** Opening RECORDS SHOWN block **
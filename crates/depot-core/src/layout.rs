//! The ordered list of stores known at startup.
//!
//! Order is priority: it breaks ties when a tag is found in more than one
//! store, orders fan-out results, and orders equal-time activity entries.

use serde::{Deserialize, Serialize};
use strum::IntoEnumIterator;

use crate::{Error, Result, category::Category};

/// One named store and the category it holds.
#[derive(Debug, Clone, PartialEq, Eq, Serialize, Deserialize)]
pub struct StoreSpec {
  pub category: Category,
  /// Collection name in the backing store.
  pub name:     String,
}

/// Every category mapped to exactly one named store, in priority order.
#[derive(Debug, Clone, PartialEq, Eq, Serialize)]
pub struct StoreLayout {
  stores: Vec<StoreSpec>,
}

impl StoreLayout {
  /// Validate a caller-supplied layout: every category exactly once and no
  /// two categories sharing a store name.
  pub fn new(stores: Vec<StoreSpec>) -> Result<Self> {
    for category in Category::iter() {
      match stores.iter().filter(|s| s.category == category).count() {
        0 => {
          return Err(Error::Layout(format!("no store configured for {category}")));
        }
        1 => {}
        _ => {
          return Err(Error::Layout(format!(
            "more than one store configured for {category}"
          )));
        }
      }
    }
    for (i, spec) in stores.iter().enumerate() {
      if spec.name.trim().is_empty() {
        return Err(Error::Layout(format!(
          "store name for {} is empty",
          spec.category
        )));
      }
      if stores[..i].iter().any(|s| s.name == spec.name) {
        return Err(Error::Layout(format!(
          "store name {:?} is used twice",
          spec.name
        )));
      }
    }
    Ok(Self { stores })
  }

  /// Stores in priority order.
  pub fn stores(&self) -> &[StoreSpec] { &self.stores }

  pub fn categories(&self) -> impl Iterator<Item = Category> + '_ {
    self.stores.iter().map(|s| s.category)
  }

  /// Position of `category` in the priority list (0 is highest).
  pub fn priority(&self, category: Category) -> usize {
    self
      .stores
      .iter()
      .position(|s| s.category == category)
      .unwrap_or(usize::MAX)
  }

  pub fn name_of(&self, category: Category) -> &str {
    self
      .stores
      .iter()
      .find(|s| s.category == category)
      .map(|s| s.name.as_str())
      .unwrap_or_default()
  }

  pub fn len(&self) -> usize { self.stores.len() }

  pub fn is_empty(&self) -> bool { self.stores.is_empty() }
}

impl Default for StoreLayout {
  /// The collection names used by the original deployment.
  fn default() -> Self {
    let stores = Category::iter()
      .map(|category| StoreSpec {
        category,
        name: match category {
          Category::Computer => "Computer",
          Category::Monitor => "Monitor",
          Category::Server => "Server",
          Category::Switch => "Switches",
          Category::Tablet => "iPads",
          Category::Quarantine => "Quarantine",
        }
        .to_owned(),
      })
      .collect();
    Self { stores }
  }
}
** Closing RECORDS SHOWN block **
AIM OF THE EXERCISE: Give nothing but the count of lines in the listing above that hold the string "Debug".

REPLY TO THE TASK: 2